When I was in ninth grade, I had one of the most stressful tests of my life. Waiting for me at the end of the year was the New York State Sequential Math 2 Regents exam and it felt like the big closing moment of, well, my life. I couldn’t imagine what my world would be like after that date.
Torture for New York students, this yearly test was the bulk of our grades and showed its ugly head in a number of different subjects. While it caused anxiety across the board, the Math Regents in particular was my killer white whale. It seemed insurmountable and, for a while, really consumed me.
I hated math. I hated solving for X. I hated theorems and showing my work. I hated excusing my dear Aunt Sally. No matter how hard I tried (which, in hindsight, wasn’t all that hard), I couldn’t grasp any of it. While English tests gave you wiggle room to talk your way around your ignorance, mathematics was solid facts and solid figures. I had neither.
The test itself was presented as a make-it or break-it moment in my life. Grown ups like to over-exaggerate the importance of big events in order to make kids understand the gravity of them. This was no different. I was assured that colleges and eventual employers would one day analyze my ninth grade math grades to see if I was a fit adult. I definitely felt like this one day in 1991 was the most important day of the rest of my life. Many people around me said those exact words.
I dreaded that test for months. It turned my stomach in knots and even now, decades later, I remember that entire morning. From showing up early to lining up my number two pencils to the sharp pain in the side of my neck that plagued me that whole day, so much of it is still vivid in my mind.
So, after nearly an entire school year of worrying, nausea, and doomsday scenarios, I sat down to take the test and…guess what happened.
Are you guessing that I passed? That would be a great ending, right? I passed and everyone was proud. It would be a sweet finish.

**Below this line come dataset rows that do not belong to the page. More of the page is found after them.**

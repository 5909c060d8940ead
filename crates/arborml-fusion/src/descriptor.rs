//! Fusion Descriptor - Absorbed Operator Parameters
//!
//! The set of auxiliary operator parameters a convolution absorbs during
//! fusion: batch-normalization statistics, affine channel scale
//! coefficients, an activation specifier and an optional elementwise merge.
//! A descriptor is assembled once when the owning operator's attributes are
//! parsed and is immutable afterwards.
//!
//! @version 0.1.0
//! @author `AutomataNexus` Development Team

use crate::error::{FusionError, FusionResult};

// =============================================================================
// Batch Normalization
// =============================================================================

/// Batch-normalization statistics absorbed into the convolution.
#[derive(Debug, Clone, PartialEq)]
pub struct BatchNormParams {
    /// Per-channel running mean.
    pub mean: Vec<f32>,
    /// Per-channel running variance.
    pub variance: Vec<f32>,
    /// Single scale-inverse coefficient applied to mean and variance.
    pub scale_factor: f32,
    /// Numerical stability term added to the variance.
    pub epsilon: f32,
}

impl BatchNormParams {
    /// Returns the effective inverse of the scale factor.
    ///
    /// A stored factor of zero denotes an unscaled accumulator and maps to
    /// an effective factor of one.
    #[must_use]
    pub fn inv_factor(&self) -> f32 {
        if self.scale_factor == 0.0 {
            1.0
        } else {
            1.0 / self.scale_factor
        }
    }
}

// =============================================================================
// Affine Channel Scale
// =============================================================================

/// Per-channel affine scale coefficients absorbed into the convolution.
#[derive(Debug, Clone, PartialEq)]
pub struct AffineScaleParams {
    /// Per-channel multiplicative weight.
    pub weight: Vec<f32>,
    /// Per-channel additive bias (ignored when `bias_term` is false).
    pub bias: Vec<f32>,
    /// Whether the additive bias participates.
    pub bias_term: bool,
}

impl AffineScaleParams {
    /// Builds coefficients for an affine-channel operator, whose bias is
    /// always present.
    #[must_use]
    pub fn affine_channel(weight: Vec<f32>, bias: Vec<f32>) -> Self {
        Self {
            weight,
            bias,
            bias_term: true,
        }
    }
}

// =============================================================================
// Activation
// =============================================================================

/// Activation function kinds a fused convolution can absorb.
#[derive(Debug, Clone, Copy, PartialEq, Eq)]
pub enum ActivationKind {
    /// Rectified linear unit.
    Relu,
    /// Parametric ReLU with a negative-side slope.
    PRelu,
}

/// Activation specifier: kind plus the optional slope used by
/// bounded-below activations.
#[derive(Debug, Clone, Copy, PartialEq)]
pub struct Activation {
    /// The activation kind.
    pub kind: ActivationKind,
    /// Negative-side slope for [`ActivationKind::PRelu`].
    pub neg_slope: Option<f32>,
}

impl Activation {
    /// Plain ReLU.
    #[must_use]
    pub const fn relu() -> Self {
        Self {
            kind: ActivationKind::Relu,
            neg_slope: None,
        }
    }

    /// Parametric ReLU with the given negative-side slope.
    #[must_use]
    pub const fn prelu(neg_slope: f32) -> Self {
        Self {
            kind: ActivationKind::PRelu,
            neg_slope: Some(neg_slope),
        }
    }

    /// Applies the activation to a single value.
    #[inline]
    #[must_use]
    pub fn apply(&self, x: f32) -> f32 {
        match self.kind {
            ActivationKind::Relu => x.max(0.0),
            ActivationKind::PRelu => {
                if x >= 0.0 {
                    x
                } else {
                    x * self.neg_slope.unwrap_or(0.0)
                }
            }
        }
    }
}

// =============================================================================
// Elementwise Merge
// =============================================================================

/// Elementwise merge kinds a fused convolution can absorb.
#[derive(Debug, Clone, Copy, PartialEq, Eq)]
pub enum EltwiseKind {
    /// Coefficient-weighted sum.
    Sum,
    /// Elementwise maximum.
    Max,
    /// Elementwise product.
    Prod,
}

impl EltwiseKind {
    /// Parses the merge-type attribute string.
    ///
    /// `"Add"` merges by sum, `"Max"` by maximum; anything else falls back
    /// to product.
    #[must_use]
    pub fn parse(s: &str) -> Self {
        match s {
            "Add" => Self::Sum,
            "Max" => Self::Max,
            _ => Self::Prod,
        }
    }
}

/// Elementwise merge descriptor: kind, per-operand coefficients and an
/// optional trailing activation.
#[derive(Debug, Clone, PartialEq)]
pub struct EltwiseSpec {
    /// The merge kind.
    pub kind: EltwiseKind,
    /// Per-operand coefficients (used by [`EltwiseKind::Sum`]).
    pub coeffs: Vec<f32>,
    /// Activation applied after the merge, if any.
    pub activation: Option<Activation>,
}

impl EltwiseSpec {
    /// Merges the convolution result with the residual operand.
    #[inline]
    #[must_use]
    pub fn merge(&self, conv: f32, residual: f32) -> f32 {
        let merged = match self.kind {
            EltwiseKind::Sum => {
                let ca = self.coeffs.first().copied().unwrap_or(1.0);
                let cb = self.coeffs.get(1).copied().unwrap_or(1.0);
                ca * conv + cb * residual
            }
            EltwiseKind::Max => conv.max(residual),
            EltwiseKind::Prod => conv * residual,
        };
        match &self.activation {
            Some(act) => act.apply(merged),
            None => merged,
        }
    }
}

// =============================================================================
// Fusion Descriptor
// =============================================================================

/// All auxiliary operator parameters an owning convolution absorbs.
#[derive(Debug, Clone, Default, PartialEq)]
pub struct FusionDescriptor {
    /// Batch-normalization statistics, if a batchnorm was absorbed.
    pub batchnorm: Option<BatchNormParams>,
    /// Affine channel scale, if a scale operator was absorbed.
    pub scale: Option<AffineScaleParams>,
    /// Activation applied after the convolution, if any.
    pub activation: Option<Activation>,
}

impl FusionDescriptor {
    /// Checks that every per-channel vector covers `channels` output
    /// channels.
    ///
    /// A mismatched length is a caller contract violation and rejects the
    /// whole descriptor; nothing is partially applied.
    pub fn validate_channels(&self, channels: usize) -> FusionResult<()> {
        if let Some(bn) = &self.batchnorm {
            for len in [bn.mean.len(), bn.variance.len()] {
                if len != channels {
                    return Err(FusionError::ChannelMismatch {
                        expected: channels,
                        actual: len,
                    });
                }
            }
        }
        if let Some(scale) = &self.scale {
            if scale.weight.len() != channels {
                return Err(FusionError::ChannelMismatch {
                    expected: channels,
                    actual: scale.weight.len(),
                });
            }
            if scale.bias_term && scale.bias.len() != channels {
                return Err(FusionError::ChannelMismatch {
                    expected: channels,
                    actual: scale.bias.len(),
                });
            }
        }
        Ok(())
    }

    /// Returns true when there is nothing to fold into the weights.
    #[must_use]
    pub const fn is_identity(&self) -> bool {
        self.batchnorm.is_none() && self.scale.is_none()
    }
}

// =============================================================================
// Tests
// =============================================================================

But hold on…based on what I just said, though, you’re probably now guessing that I failed. After all, that seems like a good place to base a life lesson, right? Work hard, fail, and come back to fight another day.
OK. So the truth? I have no idea what I did. I mean, it’s entirely possible that I passed. After all, I eventually made it through school and through Sequential 2. It’s also possible that I failed, as I definitely had to retake some of those tests along the way. Whatever happened that day, three years later, I graduated from high school. That test was just a small part in the bigger picture of my high school education, which itself was just a small picture in the rest of my life. None of those events were stand alone moments that would destroy me if I faltered, even though they felt that way at the time.

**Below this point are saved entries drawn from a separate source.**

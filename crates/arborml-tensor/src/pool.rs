//! Weight Pool - Process-Wide Deduplicating Parameter Store
//!
//! Graph-level optimization passes rewrite weights in place, and a weight
//! block may be referenced by several logical operators after earlier graph
//! rewriting. The pool deduplicates blocks by graph-level name and tracks,
//! per block, whether the one-time transforms (parameter fusion, backend
//! weight layout) have already run. The `fuse_once` / `layout_once` guards
//! put the idempotency check inside the pool so call sites cannot forget
//! it; a failed closure leaves the flag unset and propagates the error.
//!
//! Access is tiered: [`AccessLevel::Coarse`] holds the block's state lock
//! across a mutating closure, serializing instances that share a block;
//! [`AccessLevel::Fine`] observes a snapshot for per-instance bookkeeping.
//!
//! @version 0.1.0
//! @author `AutomataNexus` Development Team

use std::collections::HashMap;
use std::sync::{Arc, OnceLock};

use parking_lot::Mutex;

use arborml_core::{DType, Error, Result};

use crate::block::{BlockId, WeightBlock};

// =============================================================================
// Access Levels
// =============================================================================

/// Access tier for pool state operations.
#[derive(Debug, Clone, Copy, PartialEq, Eq)]
pub enum AccessLevel {
    /// Holds the block's state lock across the closure. Required for any
    /// operation that mutates shared weight content.
    Coarse,
    /// Runs the closure against a snapshot of the state without holding
    /// the lock. For lightweight per-instance bookkeeping only; writes to
    /// the snapshot are discarded.
    Fine,
}

// =============================================================================
// Block State
// =============================================================================

/// Idempotency state of one weight block.
///
/// Both flags start false, are set true exactly once, and are never reset
/// for the lifetime of the process.
#[derive(Debug, Default, Clone, Copy, PartialEq, Eq)]
pub struct BlockState {
    /// Fusion parameters have been folded into the weights.
    pub fused: bool,
    /// Weights have been transposed into the backend kernel's layout.
    pub laid_out: bool,
}

// =============================================================================
// Pool Entries
// =============================================================================

/// A named block held by the pool.
#[derive(Debug, Clone)]
pub enum PoolEntry {
    /// Floating-point weights or bias.
    F32(WeightBlock<f32>),
    /// Quantized int8 weights.
    I8(WeightBlock<i8>),
}

impl PoolEntry {
    /// Returns the identity of the underlying block.
    #[must_use]
    pub fn id(&self) -> BlockId {
        match self {
            Self::F32(b) => b.id(),
            Self::I8(b) => b.id(),
        }
    }

    /// Returns the dtype of the underlying block.
    #[must_use]
    pub const fn dtype(&self) -> DType {
        match self {
            Self::F32(_) => DType::F32,
            Self::I8(_) => DType::I8,
        }
    }
}

// =============================================================================
// WeightPool
// =============================================================================

/// Process-wide deduplicating weight store with idempotency state.
#[derive(Default)]
pub struct WeightPool {
    /// Blocks deduplicated by graph-level parameter name.
    entries: Mutex<HashMap<String, PoolEntry>>,
    /// Per-block transform state, keyed by block identity.
    states: Mutex<HashMap<BlockId, Arc<Mutex<BlockState>>>>,
}

static GLOBAL_POOL: OnceLock<WeightPool> = OnceLock::new();

impl WeightPool {
    /// Creates an empty pool. Tests build private pools; production code
    /// shares [`WeightPool::global`].
    #[must_use]
    pub fn new() -> Self {
        Self::default()
    }

    /// Returns the process-wide pool instance.
    #[must_use]
    pub fn global() -> &'static Self {
        GLOBAL_POOL.get_or_init(Self::new)
    }

    // =========================================================================
    // Registration
    // =========================================================================

    /// Registers an f32 block under `name`, or returns the block already
    /// registered there.
    pub fn register_f32(
        &self,
        name: &str,
        init: impl FnOnce() -> WeightBlock<f32>,
    ) -> Result<WeightBlock<f32>> {
        let mut entries = self.entries.lock();
        match entries
            .entry(name.to_string())
            .or_insert_with(|| PoolEntry::F32(init()))
        {
            PoolEntry::F32(block) => Ok(block.clone()),
            other => Err(Error::DTypeMismatch {
                expected: DType::F32,
                actual: other.dtype(),
            }),
        }
    }

    /// Registers an i8 block under `name`, or returns the block already
    /// registered there.
    pub fn register_i8(
        &self,
        name: &str,
        init: impl FnOnce() -> WeightBlock<i8>,
    ) -> Result<WeightBlock<i8>> {
        let mut entries = self.entries.lock();
        match entries
            .entry(name.to_string())
            .or_insert_with(|| PoolEntry::I8(init()))
        {
            PoolEntry::I8(block) => Ok(block.clone()),
            other => Err(Error::DTypeMismatch {
                expected: DType::I8,
                actual: other.dtype(),
            }),
        }
    }

    /// Returns true if a block is registered under `name`.
    #[must_use]
    pub fn contains(&self, name: &str) -> bool {
        self.entries.lock().contains_key(name)
    }

    /// Returns the number of registered blocks.
    #[must_use]
    pub fn len(&self) -> usize {
        self.entries.lock().len()
    }

    /// Returns true if no blocks are registered.
    #[must_use]
    pub fn is_empty(&self) -> bool {
        self.entries.lock().is_empty()
    }

    // =========================================================================
    // Idempotency State
    // =========================================================================

    fn state_handle(&self, id: BlockId) -> Arc<Mutex<BlockState>> {
        Arc::clone(self.states.lock().entry(id).or_default())
    }

    /// Runs a closure against a block's state at the given access level.
    pub fn apply<R>(
        &self,
        id: BlockId,
        level: AccessLevel,
        f: impl FnOnce(&mut BlockState) -> R,
    ) -> R {
        let handle = self.state_handle(id);
        match level {
            AccessLevel::Coarse => {
                let mut state = handle.lock();
                f(&mut state)
            }
            AccessLevel::Fine => {
                let mut snapshot = *handle.lock();
                f(&mut snapshot)
            }
        }
    }

    /// Runs the fusion closure if the block has not been fused yet.
    ///
    /// Returns `Ok(true)` when the closure ran and the flag was set,
    /// `Ok(false)` when a previous caller already fused the block. The
    /// block's state lock is held across the closure, so instances sharing
    /// the block serialize here.
    pub fn fuse_once<E>(
        &self,
        id: BlockId,
        f: impl FnOnce() -> core::result::Result<(), E>,
    ) -> core::result::Result<bool, E> {
        let handle = self.state_handle(id);
        let mut state = handle.lock();
        if state.fused {
            return Ok(false);
        }
        f()?;
        state.fused = true;
        Ok(true)
    }

    /// Runs the layout closure if the block has not been laid out yet.
    ///
    /// Same contract as [`WeightPool::fuse_once`] for the layout flag.
    pub fn layout_once<E>(
        &self,
        id: BlockId,
        f: impl FnOnce() -> core::result::Result<(), E>,
    ) -> core::result::Result<bool, E> {
        let handle = self.state_handle(id);
        let mut state = handle.lock();
        if state.laid_out {
            return Ok(false);
        }
        f()?;
        state.laid_out = true;
        Ok(true)
    }

    /// Returns true if the block's parameters have been fused.
    #[must_use]
    pub fn is_fused(&self, id: BlockId) -> bool {
        self.apply(id, AccessLevel::Fine, |s| s.fused)
    }

    /// Returns true if the block's weights are laid out for the backend.
    #[must_use]
    pub fn is_laid_out(&self, id: BlockId) -> bool {
        self.apply(id, AccessLevel::Fine, |s| s.laid_out)
    }
}

impl core::fmt::Debug for WeightPool {
    fn fmt(&self, f: &mut core::fmt::Formatter<'_>) -> core::fmt::Result {
        f.debug_struct("WeightPool")
            .field("entries", &self.len())
            .finish()
    }
}

// =============================================================================
// Tests
// =============================================================================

The problem was that I was seeing my life as a movie. There was a definite story being told and whatever obstacle I was facing was the big finale without any day after. If I was studying for a test, the story was about me passing the test. If I succeeded, it was like the end of Rocky. I jump around with the world cheering and throwing streamers. If I fail then I’m a failure and, I guess, they just bury me in the ground.
I convinced myself of that, but maybe, though, that wasn’t the big ending. After all, my life’s not a screenplay and neither is anyone else’s. It doesn’t end when you get back your grades or shake a new boss’s hand. In many cases, that’s just the start of another chapter. You live another day and it doesn’t feel like the end of any fairy tale. Yet, we worry about it as if it is.
But perhaps what you’re worried about happening wasn’t destined to happen at all. Maybe you weren’t meant to ace your exam and instead learn how to bounce back from adversity. Maybe the job that you’re applying to isn’t supposed to be where you end up and the experience you get from that rejection leads you to a better one. Maybe your story isn’t about your child eventually learning to speak but about learning new ways to communicate with a loved one. You just don’t know what lesson you’re living through or what the moral will eventually be. All the worry you put into this false perception is just wasted energy that makes the entire process harder.
We put so much pressure on ourselves to emerge victorious in situations that seem like big endings. In reality, your endgame could happen at any time and take place in your sleep or randomly crossing the street. Rarely is the finale of our lives ever tied to achievements or victories. That stuff is more for the Karate Kid and down-on-their-luck Disney Channel softball teams than real people. Our stories are much longer and don’t end with curtains closing.
The irony is that the moments I found myself genuinely nearing a possible finale, whether through surgery or accidents, I didn’t have time to build up worried anticipation. They happened and I handled them in the moment. I did, however, make myself sick over small nonsense like road trips and get-togethers that wound up being nothing more than cogs in the mechanism of my life. Seems insane in hindsight.
It’s that built up anticipation that made these events into much bigger deals than they needed to be. All the stress about conquering these moments didn’t help me succeed. All it did was make me pained, worried, and convinced that everything about who I am hinged on how I performed in this one moment in time. My life, however, is made up of so many more moments than those. I didn’t know that then, but I know it now.
I realized that my obituary won’t read, “James Guttman – father, husband, and guy who maybe failed his ninth grade New York State Math Exam.”. My time on Earth will have a finale one day, but it will most likely be something I don’t stress about beforehand. Life is too short for wasted anxiety. Stop worrying about the end and start living in the now. It changes everything.